Los mismos sentimientos que tú, Señor. El mismo deseo de pasar oculto, el mismo afán de entregarte a los planes de Dios, el mismo empeño en llevar tu decisión inicial hasta las últimas consecuencias. Estar dispuesto a la misma muerte por amor a ti. Y estar dispuesto también a no morir, a vivir día tras día el martirio escondido de una vida plenamente cristiana. Tener los mismos sentimientos que tú… Haz que así sea. A pesar de nuestra miseria, despierta en nuestro corazón los mismos deseos, las mismas ilusiones de amor que tiene el tuyo.
Así lograremos, también nosotros, la gloria de vencer, de ser exaltados junto a Cristo, gozar de su inmenso triunfo. Una vida nueva y distinta. Una esperanza viva y siempre abierta. Poder cantar jubilosos el himno de los vencedores, la marcha triunfal de los que reinarán eternamente en la Tierra Prometida por Dios.
2.- UN CAMINO CLARO. – Qué atrevidos son los jóvenes, qué osadía suelen tener. Eso explica, aunque no justifique, la actuación de los hijos de Zebedeo. Juan desde luego era muy joven, y probablemente también lo sería su hermano Santiago. Ante el estupor y la indignación de los demás apóstoles, “los hijos del trueno” se atreven a pedir al Maestro los primeros puestos en el Reino, ocupar como principales ministros del gran Rey los sitiales de la derecha y el de la izquierda.

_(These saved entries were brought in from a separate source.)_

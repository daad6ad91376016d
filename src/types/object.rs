use std::slice;
use std::vec;

use smol_str::SmolStr;

use crate::types::Value;

/// Ordered, unique-keyed mapping. Iteration and serialization follow
/// insertion order; overwriting a key keeps its original position.
#[derive(Clone, Debug, PartialEq, Default)]
pub struct Object {
    entries: Vec<(SmolStr, Value)>,
}

impl Object {
    pub fn new() -> Self {
        Self::default()
    }

    pub fn with_capacity(capacity: usize) -> Self {
        Self {
            entries: Vec::with_capacity(capacity),
        }
    }

    pub fn len(&self) -> usize {
        self.entries.len()
    }

    pub fn is_empty(&self) -> bool {
        self.entries.is_empty()
    }

    fn position(&self, key: &str) -> Option<usize> {
        self.entries.iter().position(|(k, _)| k == key)
    }

    pub fn contains_key(&self, key: &str) -> bool {
        self.position(key).is_some()
    }

    pub fn get(&self, key: &str) -> Option<&Value> {
        self.position(key).map(|idx| &self.entries[idx].1)
    }

    pub fn get_mut(&mut self, key: &str) -> Option<&mut Value> {
        let idx = self.position(key)?;
        Some(&mut self.entries[idx].1)
    }

    /// Mutable lookup that appends a `Null` entry when `key` is absent.
    pub fn entry(&mut self, key: &str) -> &mut Value {
        let idx = match self.position(key) {
            Some(idx) => idx,
            None => {
                self.entries.push((SmolStr::new(key), Value::Null));
                self.entries.len() - 1
            }
        };
        &mut self.entries[idx].1
    }

    /// Insert or overwrite. An existing key keeps its position and the
    /// previous value is returned.
    pub fn insert(&mut self, key: impl Into<SmolStr>, value: impl Into<Value>) -> Option<Value> {
        let key = key.into();
        let value = value.into();
        match self.position(&key) {
            Some(idx) => Some(std::mem::replace(&mut self.entries[idx].1, value)),
            None => {
                self.entries.push((key, value));
                None
            }
        }
    }

    pub fn remove(&mut self, key: &str) -> Option<Value> {
        let idx = self.position(key)?;
        Some(self.entries.remove(idx).1)
    }

    pub fn key_at(&self, index: usize) -> Option<&str> {
        self.entries.get(index).map(|(k, _)| k.as_str())
    }

    pub fn value_at(&self, index: usize) -> Option<&Value> {
        self.entries.get(index).map(|(_, v)| v)
    }

    pub fn value_at_mut(&mut self, index: usize) -> Option<&mut Value> {
        self.entries.get_mut(index).map(|(_, v)| v)
    }

    pub fn iter(&self) -> Iter<'_> {
        Iter {
            inner: self.entries.iter(),
        }
    }

    pub fn iter_mut(&mut self) -> IterMut<'_> {
        IterMut {
            inner: self.entries.iter_mut(),
        }
    }

    pub fn keys(&self) -> impl Iterator<Item = &str> + '_ {
        self.entries.iter().map(|(k, _)| k.as_str())
    }

    pub fn values(&self) -> impl Iterator<Item = &Value> + '_ {
        self.entries.iter().map(|(_, v)| v)
    }

    pub fn clear(&mut self) {
        self.entries.clear();
    }
}

pub struct Iter<'a> {
    inner: slice::Iter<'a, (SmolStr, Value)>,
}

impl<'a> Iterator for Iter<'a> {
    type Item = (&'a str, &'a Value);

    fn next(&mut self) -> Option<Self::Item> {
        self.inner.next().map(|(k, v)| (k.as_str(), v))
    }

    fn size_hint(&self) -> (usize, Option<usize>) {
        self.inner.size_hint()
    }
}

impl ExactSizeIterator for Iter<'_> {}

pub struct IterMut<'a> {
    inner: slice::IterMut<'a, (SmolStr, Value)>,
}

impl<'a> Iterator for IterMut<'a> {
    type Item = (&'a str, &'a mut Value);

    fn next(&mut self) -> Option<Self::Item> {
        self.inner.next().map(|(k, v)| (k.as_str(), v))
    }

    fn size_hint(&self) -> (usize, Option<usize>) {
        self.inner.size_hint()
    }
}

pub struct IntoIter {
    inner: vec::IntoIter<(SmolStr, Value)>,
}

impl Iterator for IntoIter {
    type Item = (String, Value);

    fn next(&mut self) -> Option<Self::Item> {
        self.inner.next().map(|(k, v)| (k.to_string(), v))
    }

    fn size_hint(&self) -> (usize, Option<usize>) {
        self.inner.size_hint()
    }
}

impl IntoIterator for Object {
    type Item = (String, Value);
    type IntoIter = IntoIter;

    fn into_iter(self) -> Self::IntoIter {
        IntoIter {
            inner: self.entries.into_iter(),
        }
    }
}

impl<'a> IntoIterator for &'a Object {
    type Item = (&'a str, &'a Value);
    type IntoIter = Iter<'a>;

    fn into_iter(self) -> Self::IntoIter {
        self.iter()
    }
}

impl<'a> IntoIterator for &'a mut Object {
    type Item = (&'a str, &'a mut Value);
    type IntoIter = IterMut<'a>;

    fn into_iter(self) -> Self::IntoIter {
        self.iter_mut()
    }
}

impl<K, V> FromIterator<(K, V)> for Object
where
    K: Into<SmolStr>,
    V: Into<Value>,
{
    fn from_iter<I: IntoIterator<Item = (K, V)>>(iter: I) -> Self {
        let mut object = Object::new();
        for (key, value) in iter {
            object.insert(key, value);
        }
        object
    }
}

impl<K, V> Extend<(K, V)> for Object
where
    K: Into<SmolStr>,
    V: Into<Value>,
{
    fn extend<I: IntoIterator<Item = (K, V)>>(&mut self, iter: I) {
        for (key, value) in iter {
            self.insert(key, value);
        }
    }
}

“No sabéis lo que pedís -les recrimina Jesús-, ¿sois capaces de beber el cáliz que Yo he de beber?”. Ellos contestaron sin vacilar: “¡Podemos!” El Maestro debió sonreír ante aquellos nobles deseos tan llenos de ingenuidad. Jesús, como siempre, les habla con claridad de las dificultades que supone el seguirle: Beberéis mi cáliz, sufriréis por amor a Mí, pero esos puestos ya están reservados para otros.
Al parecer, esa contestación no les desanima en su afán de seguir a Jesucristo y continuarán cerca de él, amándole con toda el alma, sirviéndole hasta el fin de sus vidas, abriendo y cerrando la serie de los doce apóstoles que morirán en servicio del Evangelio. Así, Santiago el Mayor será el primero en morir, mientras que Juan será el último del Colegio Apostólico que morirá, dando testimonio de lo que vio hasta el momento final de su vida, bebiendo día a día, sorbo a sorbo, aquel cáliz de gozo y de dolor que el Señor les había prometido.

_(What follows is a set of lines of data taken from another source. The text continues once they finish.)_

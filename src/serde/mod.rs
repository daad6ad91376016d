mod de;
mod ser;

pub use de::from_value;
pub use ser::to_value;
use std::fs;
use std::path::Path;

use crate::types::{Object, Value};
use crate::{decode, encode, ParseOptions, Result, SerializeOptions};

/// Read the whole file at `path` and parse it with the default options.
pub fn load_file(path: impl AsRef<Path>) -> Result<Value> {
    load_file_with_options(path, &ParseOptions::default())
}

pub fn load_file_with_options(path: impl AsRef<Path>, options: &ParseOptions) -> Result<Value> {
    let path = path.as_ref();
    let content = fs::read_to_string(path).inspect_err(|err| {
        tracing::warn!(path = %path.display(), "cannot open file: {err}");
    })?;
    tracing::debug!(path = %path.display(), bytes = content.len(), "loaded file");
    decode::parse(&content, options)
}

/// Serialize `value` and write it to `path`, creating or truncating the file.
pub fn save(value: &Value, path: impl AsRef<Path>) -> Result<()> {
    save_with_options(value, path, &SerializeOptions::default())
}

pub fn save_with_options(
    value: &Value,
    path: impl AsRef<Path>,
    options: &SerializeOptions,
) -> Result<()> {
    let path = path.as_ref();
    let text = encode::to_string(value, options);
    fs::write(path, text.as_bytes()).inspect_err(|err| {
        tracing::warn!(path = %path.display(), "cannot open file: {err}");
    })?;
    tracing::debug!(path = %path.display(), bytes = text.len(), "saved file");
    Ok(())
}

/// Inline-document convenience: parses `text` in strict mode and turns any
/// failure into an empty object.
pub fn literal(text: &str) -> Value {
    match decode::parse(text, &ParseOptions::strict()) {
        Ok(value) => value,
        Err(err) => {
            tracing::warn!("discarding invalid literal: {err}");
            Value::Object(Object::new())
        }
    }
}

#[cfg(test)]
mod tests {
    use super::*;
    use crate::ErrorKind;

    #[rstest::rstest]
    fn save_then_load() {
        let dir = tempfile::tempdir().unwrap();
        let path = dir.path().join("doc.json");

        let mut value = Value::new();
        value["name"] = "openjson".into();
        value["nested"]["list"] = vec![1, 2].into();

        save(&value, &path).unwrap();
        let loaded = load_file_with_options(&path, &ParseOptions::strict()).unwrap();
        assert_eq!(loaded, value);
    }

    #[rstest::rstest]
    fn save_truncates_existing_file() {
        let dir = tempfile::tempdir().unwrap();
        let path = dir.path().join("doc.json");
        fs::write(&path, "x".repeat(1024)).unwrap();

        save(&Value::from(vec![true]), &path).unwrap();
        assert_eq!(fs::read_to_string(&path).unwrap(), "[ true ]");
    }

    #[rstest::rstest]
    fn missing_file_is_io_error() {
        let dir = tempfile::tempdir().unwrap();
        let err = load_file(dir.path().join("absent.json")).unwrap_err();
        assert_eq!(err.kind(), ErrorKind::Io);
    }

    #[rstest::rstest]
    fn unwritable_path_is_io_error() {
        let dir = tempfile::tempdir().unwrap();
        let err = save(&Value::Null, dir.path().join("no/such/dir/x.json")).unwrap_err();
        assert_eq!(err.kind(), ErrorKind::Io);
    }

    #[rstest::rstest]
    fn literal_swallows_failures() {
        assert_eq!(literal(r#"{"a": 1}"#)["a"], Value::Number(1.0));
        assert_eq!(literal(r#"{"a": }"#), Value::Object(Object::new()));
        // Comments are a permissive-mode feature.
        assert_eq!(literal("{ /* c */ \"a\": 1 }"), Value::Object(Object::new()));
    }
}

La atrevida petición de los hijos de Zebedeo da pie al Maestro para enseñar a los Doce, y a cada uno de nosotros, que en el Reino de Dios no se puede buscar la gloria y el honor de la misma forma a como se consigue en los reinos de acá abajo, en que los ambiciosos o los malvados sin escrúpulos suelen escalar hasta la cima de los primeros puestos, para aprovecharse luego de los demás y enriquecerse a costa de unos y de otros. En el Reino de Dios para triunfar hay que humillarse antes, para llegar a reinar con Cristo primero hay que pasarse la vida sirviendo.
“El que quiera ser grande, sea vuestro servidor; y el que quiera ser el primero, que sea el esclavo de todos”. Esa es la doctrina sublime y misteriosa del divino Maestro. No hay otro camino ni otra fórmula. Ese es el itinerario que Cristo, nuestro Dios y Señor ha marcado con su misma vida. Él, siendo quien era, no consideró codiciable su propia grandeza divina y se despojó de su rango hasta hacerse un hombre más. Incluso, dentro de su condición humana, tomó la forma de siervo y se hizo obediente hasta la muerte y muerte de Cruz. Su humillación fue suprema y única, un camino claro, decidido y generoso para que nosotros lo recorramos con abnegación y con gozo.